After my initial work earlier in the week, I’ve got some ideas forming as I begin to move into sermon writing mode.
Once again, the Gospel text: Luke 18:1-8
Then Jesus told them a parable about their need to pray always and not to lose heart. He said, “In a certain city there was a judge who neither feared God nor had respect for people. In that city there was a widow who kept coming to him and saying, ‘Grant me justice against my opponent.’ For a while he refused; but later he said to himself, ‘Though I have no fear of God and no respect for anyone, yet because this widow keeps bothering me, I will grant her justice, so that she may not wear me out by continually coming.’” And the Lord said, “Listen to what the unjust judge says. And will not God grant justice to his chosen ones who cry to him day and night? Will he delay long in helping them? I tell you, he will quickly grant justice to them. And yet, when the Son of Man comes, will he find faith on earth?”
The Old Testament Lesson is the story of Jacob wrestling with the “angel” in Genesis 32:22-31.

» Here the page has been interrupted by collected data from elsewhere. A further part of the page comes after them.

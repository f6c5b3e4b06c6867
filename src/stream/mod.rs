//! Inbound and outbound event streams
//!
//! Messages carry two fields: `data` (JSON) and `timestamp` (unix seconds).
//! Inbound delivery is at-least-once through consumer groups; a message stays
//! pending for its consumer until acked.

use async_trait::async_trait;
use std::collections::HashMap;
use std::time::Duration;
use thiserror::Error;

pub mod memory;
pub mod redis_stream;

pub use memory::{MemoryIntentSource, MemoryStream};
pub use redis_stream::{RedisIntentSource, RedisStreamSink};

use crate::types::{unix_now, SwapIntent};

pub const DATA_FIELD: &str = "data";
pub const TIMESTAMP_FIELD: &str = "timestamp";

#[derive(Debug, Error)]
pub enum StreamError {
    #[error("Redis error: {0}")]
    Redis(#[from] redis::RedisError),

    #[error("Failed to encode stream payload: {0}")]
    Encode(String),

    #[error("Stream {0} is closed")]
    Closed(String),
}

/// A raw stream entry
#[derive(Debug, Clone, PartialEq, Eq)]
pub struct StreamMessage {
    pub id: String,
    pub fields: HashMap<String, String>,
}

impl StreamMessage {
    pub fn field(&self, name: &str) -> Option<&str> {
        self.fields.get(name).map(String::as_str)
    }
}

/// Where a reader resumes
#[derive(Debug, Clone, Copy, PartialEq, Eq)]
pub enum ReadCursor {
    /// Entries already delivered to this consumer and not yet acked (`0`)
    Pending,
    /// Entries never delivered to the group (`>`)
    New,
}

/// One consumer of the inbound stream's group
#[async_trait]
pub trait IntentSource: Send + Sync {
    /// Consumer name within the group
    fn name(&self) -> &str;

    /// Create the group (and the stream) when missing
    async fn prepare(&self) -> Result<(), StreamError>;

    /// Blocks up to `block` for [`ReadCursor::New`]; pending reads return immediately
    async fn read_batch(
        &self,
        cursor: ReadCursor,
        count: usize,
        block: Duration,
    ) -> Result<Vec<StreamMessage>, StreamError>;

    /// Take over entries other consumers left pending for longer than `min_idle`
    async fn claim_stale(&self, min_idle: Duration, count: usize) -> Result<Vec<StreamMessage>, StreamError>;

    async fn ack(&self, id: &str) -> Result<(), StreamError>;
}

/// Append-only producer side of a stream
#[async_trait]
pub trait StreamSink: Send + Sync {
    fn stream(&self) -> &str;

    /// Append `{data, timestamp}` stamped now and return the entry id
    async fn append(&self, data: &str) -> Result<String, StreamError> {
        self.append_stamped(data, &unix_now().to_string()).await
    }

    /// Append with a caller-supplied `timestamp`, so entries derived from an
    /// older event age from that event
    async fn append_stamped(&self, data: &str, timestamp: &str) -> Result<String, StreamError>;
}

/// Field pairs of an outgoing message
pub fn message_fields(data: &str, timestamp: &str) -> [(&'static str, String); 2] {
    [
        (DATA_FIELD, data.to_string()),
        (TIMESTAMP_FIELD, timestamp.to_string()),
    ]
}

/// Seconds since the entry's `timestamp`, `None` when it is missing or unparseable
pub fn message_age(message: &StreamMessage, now_secs: f64) -> Option<f64> {
    message
        .field(TIMESTAMP_FIELD)
        .and_then(|t| t.trim().parse::<f64>().ok())
        .filter(|t| t.is_finite())
        .map(|t| now_secs - t)
}

/// Missing timestamps count as stale
pub fn is_stale(age_secs: Option<f64>, stale_after: Duration) -> bool {
    age_secs.map_or(true, |age| age > stale_after.as_secs_f64())
}

/// What a reader does with an inbound entry
#[derive(Debug, Clone, PartialEq)]
pub enum Inbound {
    Intent(SwapIntent),
    /// Too old, or no usable timestamp
    Stale { age_secs: Option<f64> },
    Malformed(String),
}

/// Staleness is checked before the payload is decoded
pub fn classify(message: &StreamMessage, now_secs: f64, stale_after: Duration) -> Inbound {
    let age_secs = message_age(message, now_secs);
    if is_stale(age_secs, stale_after) {
        return Inbound::Stale { age_secs };
    }

    let Some(data) = message.field(DATA_FIELD) else {
        return Inbound::Malformed("missing data field".to_string());
    };
    match serde_json::from_str::<SwapIntent>(data) {
        Ok(intent) => Inbound::Intent(intent),
        Err(e) => Inbound::Malformed(e.to_string()),
    }
}

/// Unix seconds with sub-second precision
pub fn now_secs() -> f64 {
    chrono::Utc::now().timestamp_millis() as f64 / 1000.0
}

#[cfg(test)]
mod tests {
    use super::*;
    use crate::types::{SwapDirection, SwapInType};

    fn message(data: Option<&str>, timestamp: Option<&str>) -> StreamMessage {
        let mut fields = HashMap::new();
        if let Some(d) = data {
            fields.insert(DATA_FIELD.to_string(), d.to_string());
        }
        if let Some(t) = timestamp {
            fields.insert(TIMESTAMP_FIELD.to_string(), t.to_string());
        }
        StreamMessage {
            id: "1-0".into(),
            fields,
        }
    }

    const INTENT: &str = r#"{"direction":"sell","input_mint":"M","output_mint":"So11111111111111111111111111111111111111112","user_pubkey":"U","amount":50,"in_type":"pct","slippage_bps":300,"use_jito":true,"priority_fee":0.001}"#;

    #[test]
    fn test_fresh_intent_is_decoded() {
        let now = 1_700_000_000.0;
        match classify(&message(Some(INTENT), Some("1700000000")), now + 3.0, Duration::from_secs(15)) {
            Inbound::Intent(intent) => {
                assert_eq!(intent.direction, SwapDirection::Sell);
                assert_eq!(intent.in_type, Some(SwapInType::Percentage));
                assert!(intent.use_priority_relay);
                assert_eq!(intent.slippage_bps, 300);
            }
            other => panic!("unexpected {other:?}"),
        }
    }

    #[test]
    fn test_staleness() {
        let stale = Duration::from_secs(15);
        let now = 1_700_000_100.0;
        assert_eq!(
            classify(&message(Some(INTENT), Some("1700000080.5")), now, stale),
            Inbound::Stale { age_secs: Some(19.5) }
        );
        assert_eq!(
            classify(&message(Some(INTENT), None), now, stale),
            Inbound::Stale { age_secs: None }
        );
        assert_eq!(
            classify(&message(Some(INTENT), Some("yesterday")), now, stale),
            Inbound::Stale { age_secs: None }
        );
        // Exactly at the limit is still fresh
        assert!(matches!(
            classify(&message(Some(INTENT), Some("1700000085")), now, stale),
            Inbound::Intent(_)
        ));
    }

    #[test]
    fn test_malformed_payloads() {
        let now = 1_700_000_000.0;
        let stale = Duration::from_secs(15);
        assert!(matches!(
            classify(&message(None, Some("1700000000")), now, stale),
            Inbound::Malformed(_)
        ));
        assert!(matches!(
            classify(&message(Some("{not json"), Some("1700000000")), now, stale),
            Inbound::Malformed(_)
        ));
    }

    #[test]
    fn test_unknown_direction_still_decodes() {
        let data = INTENT.replace("\"sell\"", "\"short\"");
        match classify(&message(Some(&data), Some("1700000000")), 1_700_000_000.0, Duration::from_secs(15)) {
            Inbound::Intent(intent) => assert_eq!(intent.direction, SwapDirection::Unsupported),
            other => panic!("unexpected {other:?}"),
        }
    }
}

The Psalm is 121 “I lift my eyes to the hills …”
The focus of all three is clearly about prayer. Prayer is one of those topics that is a challenge to people. If you believe that God controls everything … why pray? If God doesn’t control everything … why pray? What good is praying, many people will ask … even very faithful people.
O. Hallesby’s book, Prayer contains two chapters on “Wrestling in Prayer”.
I really think that the parable of the widow and the unjust judge can be a distraction to the purpose of the parable. The Gospel writer says that Jesus told the parable about their need to pray always and not lose heart. People are more likely to be persistent when they feel they’ve been treated unjustly (by companies, or in relationships) than in prayer. How much more is God the loving father willing to bring justice than even an unjust judge who is worn down by persistence.
A lingering question that may form the basis of a sermon is “How can you pray when …?”
Mother Theresa struggled with the very same question. The book of her private letters reveals that her private prayer life was non-existent for long stretches, and that the only prayer she was engaged in was the corporate prayer of worship and her order.
As usual, I’ll be interested to see where I’m led this week as I prepare the sermon.